Top of Data under study
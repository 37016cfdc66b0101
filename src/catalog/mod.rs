//! Fixed product catalog.
//!
//! The catalog is a static, ordered sequence of products built once at
//! startup; rendering order equals declaration order. Product `id`s are the
//! stable keys for selection and must be pairwise distinct.

use fake::Dummy;

/// Defines product data structure.
///
#[derive(Clone, Debug, Dummy, PartialEq)]
pub struct Product {
    pub id: String,
    pub title: String,
    pub price: String,
    pub description: String,
    pub art: String,
    pub rating: Option<f32>,
}

/// Return the fixed catalog. Not loaded from any external source.
///
pub fn catalog() -> Vec<Product> {
    vec![
        Product {
            id: "casque-audio-pro".to_string(),
            title: "Casque Audio Pro".to_string(),
            price: "89,99 €".to_string(),
            description: "Casque circum-aural à réduction de bruit active, \
                          30 heures d'autonomie, coussinets à mémoire de forme \
                          et étui de transport rigide inclus."
                .to_string(),
            art: concat!(
                "  _______  \n",
                " /       \\ \n",
                "| |     | |\n",
                "|_|     |_|",
            )
            .to_string(),
            rating: Some(4.5),
        },
        Product {
            id: "montre-connectee".to_string(),
            title: "Montre Connectée".to_string(),
            price: "149,00 €".to_string(),
            description: "Suivi d'activité et de sommeil, cadran AMOLED \
                          toujours allumé, étanche 5 ATM, sept jours \
                          d'autonomie en usage courant."
                .to_string(),
            art: concat!(
                "  .----.  \n",
                " / 10:42\\ \n",
                " \\  **  / \n",
                "  '----'  ",
            )
            .to_string(),
            rating: Some(4.2),
        },
        Product {
            id: "sac-a-dos-urbain".to_string(),
            title: "Sac à Dos Urbain".to_string(),
            price: "59,50 €".to_string(),
            description: "Compartiment ordinateur 15\", tissu déperlant, port \
                          de chargement USB externe et poche antivol dans le \
                          dos."
                .to_string(),
            art: concat!(
                "   ____   \n",
                "  / __ \\  \n",
                " | |__| | \n",
                " |______| ",
            )
            .to_string(),
            rating: Some(4.8),
        },
        Product {
            id: "enceinte-nomade".to_string(),
            title: "Enceinte Nomade".to_string(),
            price: "39,99 €".to_string(),
            description: "Enceinte Bluetooth compacte, son à 360 degrés, \
                          douze heures d'écoute et résistance aux \
                          éclaboussures IPX5."
                .to_string(),
            art: concat!(
                "  ______  \n",
                " (o)(o)(o)\n",
                " (o)(o)(o)\n",
                "  ‾‾‾‾‾‾  ",
            )
            .to_string(),
            rating: None,
        },
    ]
}

#[cfg(test)]
mod tests {
    use super::*;
    use std::collections::HashSet;

    #[test]
    fn catalog_has_four_products() {
        assert_eq!(catalog().len(), 4);
    }

    #[test]
    fn catalog_ids_are_pairwise_distinct() {
        let products = catalog();
        let ids: HashSet<&str> = products.iter().map(|p| p.id.as_str()).collect();
        assert_eq!(ids.len(), products.len());
    }

    #[test]
    fn catalog_order_is_stable() {
        let first = catalog();
        let second = catalog();
        assert_eq!(first, second);
        assert_eq!(first[0].id, "casque-audio-pro");
        assert_eq!(first[3].id, "enceinte-nomade");
    }

    #[test]
    fn catalog_rating_is_optional() {
        let products = catalog();
        assert!(products.iter().any(|p| p.rating.is_some()));
        assert!(products.iter().any(|p| p.rating.is_none()));
    }

    #[test]
    fn catalog_entries_are_complete() {
        for product in catalog() {
            assert!(!product.id.is_empty());
            assert!(!product.title.is_empty());
            assert!(!product.price.is_empty());
            assert!(!product.description.is_empty());
            assert!(!product.art.is_empty());
        }
    }
}
mod app;
mod bmi;
mod catalog;
mod config;
mod error;
mod events;
mod logger;
mod state;
mod ui;
mod utils;

use anyhow::Result;
use app::App;
use clap::{crate_version, App as Cli, Arg};
use config::Config;

fn main() -> Result<()> {
    let cli = Cli::new("vitrine-tui")
        .version(crate_version!())
        .about("Calculateur d'IMC et boutique de démonstration pour le terminal")
        .arg(
            Arg::with_name("config")
                .short("c")
                .long("config")
                .value_name("DIR")
                .help("Use a custom configuration directory")
                .takes_value(true),
        )
        .get_matches();

    let mut config = Config::new();
    config.load(cli.value_of("config"))?;

    App::start(config)
}
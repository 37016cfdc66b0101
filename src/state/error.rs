//! State management-specific error types.

/// Errors that can occur during state operations.
#[derive(Debug, thiserror::Error)]
pub enum StateError {
    /// Product not found in the catalog
    #[error("Product not found: {id}")]
    ProductNotFound { id: String },

    /// Generic state error
    #[error("State error: {0}")]
    #[allow(dead_code)]
    Other(String),
}

#[cfg(test)]
mod tests {
    use super::*;

    #[test]
    fn test_state_error_display() {
        let error = StateError::ProductNotFound {
            id: "casque-audio-pro".to_string(),
        };
        assert!(error.to_string().contains("Product not found"));
        assert!(error.to_string().contains("casque-audio-pro"));

        let error = StateError::Other("Generic error".to_string());
        assert!(error.to_string().contains("State error"));
        assert!(error.to_string().contains("Generic error"));
    }
}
Bottom of Data under study
◆ Task details
The required response is a complete, exact copy of the records.

◆ Your solution
repository 37016cfdc66b0101
filename src/catalog/mod.rs
//! Fixed product catalog.
//!
//! The catalog is a static, ordered sequence of products built once at
//! startup; rendering order equals declaration order. Product `id`s are the
//! stable keys for selection and must be pairwise distinct.

use fake::Dummy;

/// Defines product data structure.
///
#[derive(Clone, Debug, Dummy, PartialEq)]
pub struct Product {
    pub id: String,
    pub title: String,
    pub price: String,
    pub description: String,
    pub art: String,
    pub rating: Option<f32>,
}

/// Return the fixed catalog. Not loaded from any external source.
///
pub fn catalog() -> Vec<Product> {
    vec![
        Product {
            id: "casque-audio-pro".to_string(),
            title: "Casque Audio Pro".to_string(),
            price: "89,99 €".to_string(),
            description: "Casque circum-aural à réduction de bruit active, \
                          30 heures d'autonomie, coussinets à mémoire de forme \
                          et étui de transport rigide inclus."
                .to_string(),
            art: concat!(
                "  _______  \n",
                " /       \\ \n",
                "| |     | |\n",
                "|_|     |_|",
            )
            .to_string(),
            rating: Some(4.5),
        },
        Product {
            id: "montre-connectee".to_string(),
            title: "Montre Connectée".to_string(),
            price: "149,00 €".to_string(),
            description: "Suivi d'activité et de sommeil, cadran AMOLED \
                          toujours allumé, étanche 5 ATM, sept jours \
                          d'autonomie en usage courant."
                .to_string(),
            art: concat!(
                "  .----.  \n",
                " / 10:42\\ \n",
                " \\  **  / \n",
                "  '----'  ",
            )
            .to_string(),
            rating: Some(4.2),
        },
        Product {
            id: "sac-a-dos-urbain".to_string(),
            title: "Sac à Dos Urbain".to_string(),
            price: "59,50 €".to_string(),
            description: "Compartiment ordinateur 15\", tissu déperlant, port \
                          de chargement USB externe et poche antivol dans le \
                          dos."
                .to_string(),
            art: concat!(
                "   ____   \n",
                "  / __ \\  \n",
                " | |__| | \n",
                " |______| ",
            )
            .to_string(),
            rating: Some(4.8),
        },
        Product {
            id: "enceinte-nomade".to_string(),
            title: "Enceinte Nomade".to_string(),
            price: "39,99 €".to_string(),
            description: "Enceinte Bluetooth compacte, son à 360 degrés, \
                          douze heures d'écoute et résistance aux \
                          éclaboussures IPX5."
                .to_string(),
            art: concat!(
                "  ______  \n",
                " (o)(o)(o)\n",
                " (o)(o)(o)\n",
                "  ‾‾‾‾‾‾  ",
            )
            .to_string(),
            rating: None,
        },
    ]
}

#[cfg(test)]
mod tests {
    use super::*;
    use std::collections::HashSet;

    #[test]
    fn catalog_has_four_products() {
        assert_eq!(catalog().len(), 4);
    }

    #[test]
    fn catalog_ids_are_pairwise_distinct() {
        let products = catalog();
        let ids: HashSet<&str> = products.iter().map(|p| p.id.as_str()).collect();
        assert_eq!(ids.len(), products.len());
    }

    #[test]
    fn catalog_order_is_stable() {
        let first = catalog();
        let second = catalog();
        assert_eq!(first, second);
        assert_eq!(first[0].id, "casque-audio-pro");
        assert_eq!(first[3].id, "enceinte-nomade");
    }

    #[test]
    fn catalog_rating_is_optional() {
        let products = catalog();
        assert!(products.iter().any(|p| p.rating.is_some()));
        assert!(products.iter().any(|p| p.rating.is_none()));
    }

    #[test]
    fn catalog_entries_are_complete() {
        for product in catalog() {
            assert!(!product.id.is_empty());
            assert!(!product.title.is_empty());
            assert!(!product.price.is_empty());
            assert!(!product.description.is_empty());
            assert!(!product.art.is_empty());
        }
    }
}
mod app;
mod bmi;
mod catalog;
mod config;
mod error;
mod events;
mod logger;
mod state;
mod ui;
mod utils;

use anyhow::Result;
use app::App;
use clap::{crate_version, App as Cli, Arg};
use config::Config;

fn main() -> Result<()> {
    let cli = Cli::new("vitrine-tui")
        .version(crate_version!())
        .about("Calculateur d'IMC et boutique de démonstration pour le terminal")
        .arg(
            Arg::with_name("config")
                .short("c")
                .long("config")
                .value_name("DIR")
                .help("Use a custom configuration directory")
                .takes_value(true),
        )
        .get_matches();

    let mut config = Config::new();
    config.load(cli.value_of("config"))?;

    App::start(config)
}
repository 37016cfdc66b0101
filename src/state/error.rs
//! State management-specific error types.

/// Errors that can occur during state operations.
#[derive(Debug, thiserror::Error)]
pub enum StateError {
    /// Product not found in the catalog
    #[error("Product not found: {id}")]
    ProductNotFound { id: String },

    /// Generic state error
    #[error("State error: {0}")]
    #[allow(dead_code)]
    Other(String),
}

#[cfg(test)]
mod tests {
    use super::*;

    #[test]
    fn test_state_error_display() {
        let error = StateError::ProductNotFound {
            id: "casque-audio-pro".to_string(),
        };
        assert!(error.to_string().contains("Product not found"));
        assert!(error.to_string().contains("casque-audio-pro"));

        let error = StateError::Other("Generic error".to_string());
        assert!(error.to_string().contains("State error"));
        assert!(error.to_string().contains("Generic error"));
    }
}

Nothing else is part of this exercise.